• [Exercise brief]
Once you find the line that contains "tag and payload.", transcribe it and each line after it through the end of the listing, exactly as written.
=== Extracted records ===
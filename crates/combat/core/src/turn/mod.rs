//! Turn result log.
//!
//! The simulation never talks to presentation directly. Every observable
//! event (a move, a swing, a trap going off, loot appearing) becomes a
//! [`TurnResult`] pushed onto [`TurnResults`]; the UI drains the queue in
//! order and renders each record from its tag and payload.
mod data;
mod kind;
mod log;

pub use data::{
    AttackerResult, CombatPlayerMoved, EnemyFocused, EnemyMoved, HasAttacker, HasDamageAmount,
    HasEnemyFocus, HasHitState, HasLoot, HasMovedPosition, HasOpponent, HasOutputString,
    HasTriggerPoint, ItemTaken, LootDropped, OutputToConsole, ResultShape, ShapeKind,
    SinglePlayerCharacterAffected, TrapTriggered, TurnResultData, UnitRef, UnitTakesDamage,
};
pub use kind::TurnResultType;
pub use log::{TurnResult, TurnResultError, TurnResults};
===
• [Answer for the task]
//! order and renders each record from its tag and payload.
mod data;
mod kind;
mod log;

pub use data::{
    AttackerResult, CombatPlayerMoved, EnemyFocused, EnemyMoved, HasAttacker, HasDamageAmount,
    HasEnemyFocus, HasHitState, HasLoot, HasMovedPosition, HasOpponent, HasOutputString,
    HasTriggerPoint, ItemTaken, LootDropped, OutputToConsole, ResultShape, ShapeKind,
    SinglePlayerCharacterAffected, TrapTriggered, TurnResultData, UnitRef, UnitTakesDamage,
};
pub use kind::TurnResultType;
pub use log::{TurnResult, TurnResultError, TurnResults};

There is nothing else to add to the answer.